The Republicans well understand - and carefully use - the fact that in
the American electoral system a third-party candidate will always harm the
major-party candidate with whom s/he is most closely aligned.
The Australians solved this problem in the last decade by instituting
nationwide instant run-off voting (IRV), a system that is making inroads
in communities across the United States. There are also efforts to reform
our electoral system along the lines of other democratic nations,
instituting proportional representation systems such as first proposed by
John Stuart Mill in 1861 and now adopted by virtually every democracy in
the world except the US, Australia, Greece, the United Kingdom, and
Canada.
These are good and important efforts for the long-term future of
American democracy. But they won't happen in time to influence the 2004
elections, and we're facing a crisis right now. A few Democratic stalwarts
survive who may oppose Bush on the national stage, but while the rest of
us fixated on the war, neo-cons are creeping on cat's paws into the very
heart of Jefferson's Party.
Thus, the best immediate solution to advance the progressive agenda is
for progressives to join and take back the Democratic Party, in the same
way conservatives seized control of the Republican Party.

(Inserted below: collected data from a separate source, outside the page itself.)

//! Error types for the report aggregation engine.
//!
//! This module provides strongly-typed errors using the `thiserror` crate
//! for all failures that can occur while building a report.

use rust_decimal::Decimal;
use thiserror::Error;

/// The main error type for the report aggregation engine.
///
/// All operations in the engine return this error type. Every variant is
/// fatal for the current report invocation: no partial report is produced
/// and nothing is retried.
///
/// # Example
///
/// ```
/// use staffing_reports::error::ReportError;
///
/// let error = ReportError::UnknownReportKind {
///     kind: "weekly_digest".to_string(),
/// };
/// assert_eq!(error.to_string(), "Unknown report kind: weekly_digest");
/// ```
#[derive(Debug, Error)]
pub enum ReportError {
    /// The rounding reconciliation delta fell outside `0..=count`.
    ///
    /// Indicates that the sum of the input values deviates from the control
    /// total by more than the number of items allows, i.e. the inputs are
    /// inconsistent.
    #[error("Rounded values deviate from control total {total}: delta {delta} outside 0..={count}")]
    RoundingInvariant {
        /// Difference between the scaled control total and the floor sum.
        delta: i64,
        /// Number of values being rounded.
        count: usize,
        /// The control total the values were reconciled against.
        total: Decimal,
    },

    /// A report kind string did not match any known report.
    #[error("Unknown report kind: {kind}")]
    UnknownReportKind {
        /// The report kind that was requested.
        kind: String,
    },

    /// The requested report date range violates a validation rule.
    #[error("Invalid report date range: {message}")]
    InvalidDateRange {
        /// A description of the violated rule.
        message: String,
    },

    /// The schedule store failed to answer a query.
    #[error("Schedule query failed: {message}")]
    Query {
        /// A description of the query failure.
        message: String,
    },

    /// A report document could not be assembled or serialized.
    #[error("Failed to assemble report document: {message}")]
    Document {
        /// A description of the document failure.
        message: String,
    },

    /// Settings file was not found at the specified path.
    #[error("Settings file not found: {path}")]
    SettingsNotFound {
        /// The path that was not found.
        path: String,
    },

    /// Settings file could not be parsed.
    #[error("Failed to parse settings file '{path}': {message}")]
    SettingsParse {
        /// The path to the file that failed to parse.
        path: String,
        /// A description of the parse error.
        message: String,
    },
}

/// A type alias for Results that return ReportError.
pub type ReportResult<T> = Result<T, ReportError>;

#[cfg(test)]
mod tests {
    use super::*;

    #[test]
    fn test_rounding_invariant_displays_bounds() {
        let error = ReportError::RoundingInvariant {
            delta: -2,
            count: 3,
            total: Decimal::new(100, 0),
        };
        assert_eq!(
            error.to_string(),
            "Rounded values deviate from control total 100: delta -2 outside 0..=3"
        );
    }

    #[test]
    fn test_unknown_report_kind_displays_kind() {
        let error = ReportError::UnknownReportKind {
            kind: "bogus".to_string(),
        };
        assert_eq!(error.to_string(), "Unknown report kind: bogus");
    }

    #[test]
    fn test_invalid_date_range_displays_message() {
        let error = ReportError::InvalidDateRange {
            message: "start must be a Monday or the first day of a month".to_string(),
        };
        assert_eq!(
            error.to_string(),
            "Invalid report date range: start must be a Monday or the first day of a month"
        );
    }

    #[test]
    fn test_settings_parse_displays_path_and_message() {
        let error = ReportError::SettingsParse {
            path: "/etc/reports.yaml".to_string(),
            message: "invalid YAML syntax".to_string(),
        };
        assert_eq!(
            error.to_string(),
            "Failed to parse settings file '/etc/reports.yaml': invalid YAML syntax"
        );
    }

    #[test]
    fn test_errors_implement_std_error() {
        fn assert_error<T: std::error::Error>() {}
        assert_error::<ReportError>();
    }

    #[test]
    fn test_error_propagation_with_question_mark() {
        fn returns_query_error() -> ReportResult<()> {
            Err(ReportError::Query {
                message: "connection lost".to_string(),
            })
        }

        fn propagates_error() -> ReportResult<()> {
            returns_query_error()?;
            Ok(())
        }

        assert!(propagates_error().is_err());
    }
}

After writing the first draft of this article, just as the first 2003
attack of Baghdad began, I thought about how the Democratic Party could
change if most of the protesters in the streets were to join the
Democratic Party and run for leadership positions in their local town or
county. In short order, it could become a powerful force for progressive
principles and democracy in America and the world, maybe even in time to
influence the 2004 election.
So, I called the Democratic headquarters in my home state of Vermont.
"Sign me up!" I said to the startled young man who answered
the phone.
"What?" he said, taken aback by my enthusiasm.
"I'm mad as hell and I'm not going to take it anymore," I
said, standing and waving my arm as I talked on the phone. "We have
to stop the right-wingers from ripping up our constitution, despoiling our
earth, and turning America into a fascist state! Sign me up!"
"Are you a Democrat?" he said.
"Can I be a progressive Democrat?"
"Sure!" he said.
"Then I'm also a Democrat now!"
He chuckled, and said. "We're getting a lot of calls like
this."
He took my contact information, and gave me the name of my county's
Party leader. I told him to put me on the list for future fundraising
events, to let me know how and when I could run for local Party
leadership, and how I could participate on a regular basis in the
decision-making processes of "my" local Democratic Party.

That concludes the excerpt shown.